*** Given information ***

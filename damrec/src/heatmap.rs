//! Access heatmaps
//!
//! Projects snapshots onto a time x address grid of access heats. Each
//! cell's heat is the size-weighted average of all region accesses that
//! overlap it, with the overlap area (nano-seconds times bytes) as the
//! weight, so a briefly-visible small region cannot dominate a cell.

// Imports
use {
	crate::record::{AddrRange, Snapshot},
	itertools::Itertools,
	std::cmp,
};

/// Extent gaps up to `span / GUIDE_GAP_DIVISOR` are bridged by [`guide`]
const GUIDE_GAP_DIVISOR: u64 = 100;

/// Heat grid over a time range and an address range
#[derive(Clone, PartialEq, Debug)]
pub struct HeatGrid {
	/// Rendered time range, compensated to a whole number of time units
	time_range: (i64, i64),

	/// Rendered address range, compensated to a whole number of space units
	addr_range: (u64, u64),

	/// Nano-seconds per grid row
	time_unit: u64,

	/// Bytes per grid column
	space_unit: u64,

	/// Grid resolution, as (time cells, space cells)
	resol: (usize, usize),

	/// Cell heats, row-major by time
	heats: Vec<f64>,
}

/// One cell of a [`HeatGrid`]
#[derive(Clone, Copy, PartialEq, Debug)]
pub struct HeatPixel {
	/// Start time of the cell, in nano-seconds
	pub time: i64,

	/// Start address of the cell
	pub addr: u64,

	/// Averaged access heat of the cell
	pub heat: f64,
}

impl HeatGrid {
	/// Renders `snapshots` onto a `resol` grid over the given ranges.
	///
	/// The ranges are compensated down to whole multiples of the integer
	/// cell units and exposed via [`time_range`](Self::time_range) and
	/// [`addr_range`](Self::addr_range). Access counts are read in the
	/// samples unit; regions without it contribute a heat of 0.
	pub fn from_snapshots(
		snapshots: &[Snapshot],
		time_range: (i64, i64),
		addr_range: (u64, u64),
		resol: (usize, usize),
	) -> Result<Self, HeatmapError> {
		if snapshots.is_empty() {
			return Err(HeatmapError::NoSnapshots);
		}
		if time_range.0 >= time_range.1 {
			return Err(HeatmapError::InvalidRange { axis: "time" });
		}
		if addr_range.0 >= addr_range.1 {
			return Err(HeatmapError::InvalidRange { axis: "address" });
		}

		let (time_cells, space_cells) = resol;
		let time_unit = self::cell_unit(time_range.1.abs_diff(time_range.0), time_cells)?;
		let space_unit = self::cell_unit(addr_range.1 - addr_range.0, space_cells)?;

		// Compensate the ranges down to whole cells
		let time_range = (
			time_range.0,
			time_range.0 + (time_unit * time_cells as u64) as i64,
		);
		let addr_range = (addr_range.0, addr_range.0 + space_unit * space_cells as u64);

		let mut heats = vec![0.0; time_cells * space_cells];
		let mut weights = vec![0.0; time_cells * space_cells];
		for snapshot in snapshots {
			// Clip the snapshot to the rendered time range
			let snap_start = snapshot.start_time.max(time_range.0);
			let snap_end = snapshot.end_time.min(time_range.1);
			if snap_start >= snap_end {
				continue;
			}

			let start_off = snap_start.abs_diff(time_range.0);
			let end_off = snap_end.abs_diff(time_range.0);
			for row in (start_off / time_unit) as usize..=((end_off - 1) / time_unit) as usize {
				let row_start = row as u64 * time_unit;
				let row_end = row_start + time_unit;
				let overlap_ns = end_off.min(row_end) - start_off.max(row_start);

				for region in &snapshot.regions {
					// Clip the region to the rendered address range
					let reg_start = region.start.max(addr_range.0);
					let reg_end = region.end.min(addr_range.1);
					if reg_start >= reg_end {
						continue;
					}

					let samples = region.nr_accesses.samples.unwrap_or(0);
					let reg_start_off = reg_start - addr_range.0;
					let reg_end_off = reg_end - addr_range.0;
					for cell in (reg_start_off / space_unit) as usize..=((reg_end_off - 1) / space_unit) as usize {
						let cell_start = cell as u64 * space_unit;
						let cell_end = cell_start + space_unit;
						let overlap_bytes = reg_end_off.min(cell_end) - reg_start_off.max(cell_start);

						let weight = overlap_ns as f64 * overlap_bytes as f64;
						let idx = row * space_cells + cell;
						heats[idx] += samples as f64 * weight;
						weights[idx] += weight;
					}
				}
			}
		}

		// Settle each cell at its weighted average
		for (heat, weight) in heats.iter_mut().zip(&weights) {
			if *weight > 0.0 {
				*heat /= weight;
			}
		}

		Ok(Self {
			time_range,
			addr_range,
			time_unit,
			space_unit,
			resol,
			heats,
		})
	}

	/// Returns the compensated time range
	pub fn time_range(&self) -> (i64, i64) {
		self.time_range
	}

	/// Returns the compensated address range
	pub fn addr_range(&self) -> (u64, u64) {
		self.addr_range
	}

	/// Returns the nano-seconds covered by one grid row
	pub fn time_unit(&self) -> u64 {
		self.time_unit
	}

	/// Returns the bytes covered by one grid column
	pub fn space_unit(&self) -> u64 {
		self.space_unit
	}

	/// Returns the grid resolution, as (time cells, space cells)
	pub fn resol(&self) -> (usize, usize) {
		self.resol
	}

	/// Returns all cells in row-major order, rows by time
	pub fn pixels(&self) -> impl Iterator<Item = HeatPixel> + '_ {
		let (_, space_cells) = self.resol;
		self.heats.iter().enumerate().map(move |(idx, &heat)| HeatPixel {
			time: self.time_range.0 + ((idx / space_cells) as u64 * self.time_unit) as i64,
			addr: self.addr_range.0 + (idx % space_cells) as u64 * self.space_unit,
			heat,
		})
	}

	/// Returns all cells as flat (time, addr, heat) triples
	pub fn points(&self) -> Vec<(i64, u64, f64)> {
		self.pixels().map(|pixel| (pixel.time, pixel.addr, pixel.heat)).collect()
	}

	/// Returns the hottest cell's heat, or 0 for an all-cold grid
	pub fn max_heat(&self) -> f64 {
		self.heats.iter().copied().fold(0.0, f64::max)
	}

	/// Returns each cell's heat quantized onto `nr_levels` discrete levels,
	/// in row-major order.
	///
	/// The hottest cell maps to `nr_levels - 1`; an all-cold grid maps to
	/// all zeros.
	pub fn quantized_levels(&self, nr_levels: usize) -> Vec<usize> {
		let max_heat = self.max_heat();
		self.heats
			.iter()
			.map(|&heat| match max_heat > 0.0 && nr_levels > 1 {
				true => ((heat / max_heat) * (nr_levels - 1) as f64).round() as usize,
				false => 0,
			})
			.collect()
	}
}

/// Defaults for the rendered ranges, derived from the data itself
#[derive(Clone, PartialEq, Eq, Debug)]
pub struct HeatmapGuide {
	/// Observed time range
	pub time_range: (i64, i64),

	/// Contiguous address extents, largest first
	pub addr_extents: Vec<AddrRange>,
}

/// Summarizes where `snapshots` have data, for defaulting the ranges.
///
/// Address extents merge regions across gaps of up to 1% of the full
/// observed address span, then sort largest first. Returns `None` when
/// there are no snapshots or no regions at all.
pub fn guide(snapshots: &[Snapshot]) -> Option<HeatmapGuide> {
	let time_range = snapshots
		.iter()
		.flat_map(|snapshot| [snapshot.start_time, snapshot.end_time])
		.minmax()
		.into_option()?;

	let mut ranges = snapshots
		.iter()
		.flat_map(|snapshot| &snapshot.regions)
		.map(|region| (region.start, region.end))
		.collect::<Vec<_>>();
	ranges.sort_unstable();

	let lowest = ranges.first().map(|(start, _)| *start)?;
	let highest = ranges.iter().map(|(_, end)| *end).max()?;
	let max_gap = (highest - lowest) / GUIDE_GAP_DIVISOR;

	let mut addr_extents: Vec<AddrRange> = vec![];
	for (start, end) in ranges.iter().copied() {
		match addr_extents.last_mut() {
			Some(last) if start.saturating_sub(last.end) <= max_gap => last.end = last.end.max(end),
			_ => addr_extents.push(AddrRange { start, end }),
		}
	}
	addr_extents.sort_by_key(|extent| cmp::Reverse(extent.size()));

	Some(HeatmapGuide { time_range, addr_extents })
}

/// Returns the integer span of one cell
fn cell_unit(span: u64, cells: usize) -> Result<u64, HeatmapError> {
	let unit = match cells {
		0 => 0,
		cells => span / cells as u64,
	};
	match unit {
		0 => Err(HeatmapError::ResolutionTooFine { cells, span }),
		unit => Ok(unit),
	}
}

/// Error for rendering a [`HeatGrid`]
#[derive(Clone, Copy, PartialEq, Eq, Debug)]
#[derive(thiserror::Error)]
pub enum HeatmapError {
	/// No snapshots to render
	#[error("no snapshots to render")]
	NoSnapshots,

	/// An inverted or empty render range
	#[error("invalid {axis} range")]
	InvalidRange { axis: &'static str },

	/// More cells than the rendered span covers
	#[error("{cells} cells are too fine for a span of {span}")]
	ResolutionTooFine { cells: usize, span: u64 },
}

#[cfg(test)]
mod tests {
	use {
		super::*,
		crate::record::{Age, NrAccesses, Region},
	};

	/// Builds a sample-unit region
	fn region(start: u64, end: u64, samples: u64) -> Region {
		Region::new(start, end, NrAccesses::from_samples(samples), Age::unset()).expect("Valid range")
	}

	/// Builds a snapshot spanning `start_time..end_time`
	fn snapshot(start_time: i64, end_time: i64, regions: Vec<Region>) -> Snapshot {
		Snapshot {
			start_time,
			end_time,
			regions,
			total_bytes: None,
		}
	}

	#[test]
	fn units_are_integer_quotients_and_ranges_compensate() {
		let snapshots = [snapshot(0, 100, vec![region(0, 512, 1)])];
		let grid = HeatGrid::from_snapshots(&snapshots, (0, 105), (0, 1055), (10, 10)).expect("Unable to render");

		assert_eq!(grid.time_unit(), 10);
		assert_eq!(grid.space_unit(), 105);
		assert_eq!(grid.time_range(), (0, 100));
		assert_eq!(grid.addr_range(), (0, 1050));
		assert_eq!(grid.resol(), (10, 10));
	}

	#[test]
	fn constant_region_renders_its_own_heat() {
		let snapshots = [snapshot(0, 100, vec![region(0, 512, 4)])];
		let grid = HeatGrid::from_snapshots(&snapshots, (0, 100), (0, 512), (1, 1)).expect("Unable to render");

		assert_eq!(grid.points(), vec![(0, 0, 4.0)]);
		assert_eq!(grid.max_heat(), 4.0);
	}

	#[test]
	fn cells_average_by_overlap_area() {
		// Two half-cell regions of equal size weigh equally
		let snapshots = [snapshot(0, 100, vec![region(0, 50, 2), region(50, 100, 6)])];
		let grid = HeatGrid::from_snapshots(&snapshots, (0, 100), (0, 100), (1, 1)).expect("Unable to render");
		assert_eq!(grid.points(), vec![(0, 0, 4.0)]);

		// A quarter-cell region weighs half as much as a half-cell one
		let snapshots = [snapshot(0, 100, vec![region(0, 50, 3), region(50, 75, 9)])];
		let grid = HeatGrid::from_snapshots(&snapshots, (0, 100), (0, 100), (1, 1)).expect("Unable to render");
		assert_eq!(grid.points(), vec![(0, 0, 5.0)]);
	}

	#[test]
	fn rows_split_snapshots_by_time() {
		let snapshots = [
			snapshot(0, 100, vec![region(0, 100, 2)]),
			snapshot(50, 100, vec![region(0, 100, 6)]),
		];
		let grid = HeatGrid::from_snapshots(&snapshots, (0, 100), (0, 100), (2, 1)).expect("Unable to render");

		// Row 0 sees only the first snapshot; row 1 averages both equally
		assert_eq!(grid.points(), vec![(0, 0, 2.0), (50, 0, 4.0)]);
	}

	#[test]
	fn data_outside_the_ranges_is_clipped() {
		let snapshots = [
			snapshot(-100, -50, vec![region(0, 100, 9)]),
			snapshot(0, 100, vec![region(1 << 30, 1 << 31, 9)]),
		];
		let grid = HeatGrid::from_snapshots(&snapshots, (0, 100), (0, 100), (2, 2)).expect("Unable to render");

		assert_eq!(grid.max_heat(), 0.0);
		assert_eq!(grid.quantized_levels(9), vec![0; 4]);
	}

	#[test]
	fn render_rejects_bad_arguments() {
		let snapshots = [snapshot(0, 100, vec![region(0, 100, 1)])];

		assert_eq!(
			HeatGrid::from_snapshots(&[], (0, 100), (0, 100), (2, 2)),
			Err(HeatmapError::NoSnapshots)
		);
		assert_eq!(
			HeatGrid::from_snapshots(&snapshots, (100, 0), (0, 100), (2, 2)),
			Err(HeatmapError::InvalidRange { axis: "time" })
		);
		assert_eq!(
			HeatGrid::from_snapshots(&snapshots, (0, 100), (100, 100), (2, 2)),
			Err(HeatmapError::InvalidRange { axis: "address" })
		);
		assert_eq!(
			HeatGrid::from_snapshots(&snapshots, (0, 100), (0, 100), (0, 2)),
			Err(HeatmapError::ResolutionTooFine { cells: 0, span: 100 })
		);
		assert_eq!(
			HeatGrid::from_snapshots(&snapshots, (0, 100), (0, 5), (2, 10)),
			Err(HeatmapError::ResolutionTooFine { cells: 10, span: 5 })
		);
	}

	#[test]
	fn quantized_levels_scale_to_the_hottest_cell() {
		let snapshots = [snapshot(
			0,
			30,
			vec![region(0, 10, 0), region(10, 20, 4), region(20, 30, 8)],
		)];
		let grid = HeatGrid::from_snapshots(&snapshots, (0, 30), (0, 30), (1, 3)).expect("Unable to render");

		assert_eq!(grid.max_heat(), 8.0);
		assert_eq!(grid.quantized_levels(9), vec![0, 4, 8]);
	}

	#[test]
	fn pixel_coordinates_walk_the_grid() {
		let snapshots = [snapshot(1_000, 1_400, vec![region(4096, 8192, 1)])];
		let grid =
			HeatGrid::from_snapshots(&snapshots, (1_000, 1_400), (4096, 8192), (2, 2)).expect("Unable to render");

		let pixels = grid.pixels().collect::<Vec<_>>();
		assert_eq!(pixels.len(), 4);
		assert_eq!((pixels[0].time, pixels[0].addr), (1_000, 4096));
		assert_eq!((pixels[1].time, pixels[1].addr), (1_000, 6144));
		assert_eq!((pixels[2].time, pixels[2].addr), (1_200, 4096));
		assert_eq!((pixels[3].time, pixels[3].addr), (1_200, 6144));
	}

	#[test]
	fn guide_summarizes_the_data() {
		let snapshots = [
			snapshot(10, 20, vec![region(0, 100, 1), region(10_000, 10_050, 1)]),
			snapshot(20, 30, vec![region(100, 200, 1)]),
		];

		let guide = guide(&snapshots).expect("Data is present");
		assert_eq!(guide.time_range, (10, 30));

		// [0, 100) and [100, 200) touch and merge; the far extent stays
		// separate and sorts after the larger one
		assert_eq!(guide.addr_extents, vec![
			AddrRange { start: 0, end: 200 },
			AddrRange { start: 10_000, end: 10_050 },
		]);
	}

	#[test]
	fn guide_requires_data() {
		assert_eq!(guide(&[]), None);
		assert_eq!(guide(&[snapshot(0, 10, vec![])]), None);
	}
}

*** End of Given information ***

▶ Assignment
Please, from the material above, copy only the lines from the line with "let start_off = snap_start.abs_diff(time_range.0);" up to and including the line with "let row_start = row as u64 * time_unit;", exactly as written.

▶ Answer space
			let start_off = snap_start.abs_diff(time_range.0);
			let end_off = snap_end.abs_diff(time_range.0);
			for row in (start_off / time_unit) as usize..=((end_off - 1) / time_unit) as usize {
				let row_start = row as u64 * time_unit;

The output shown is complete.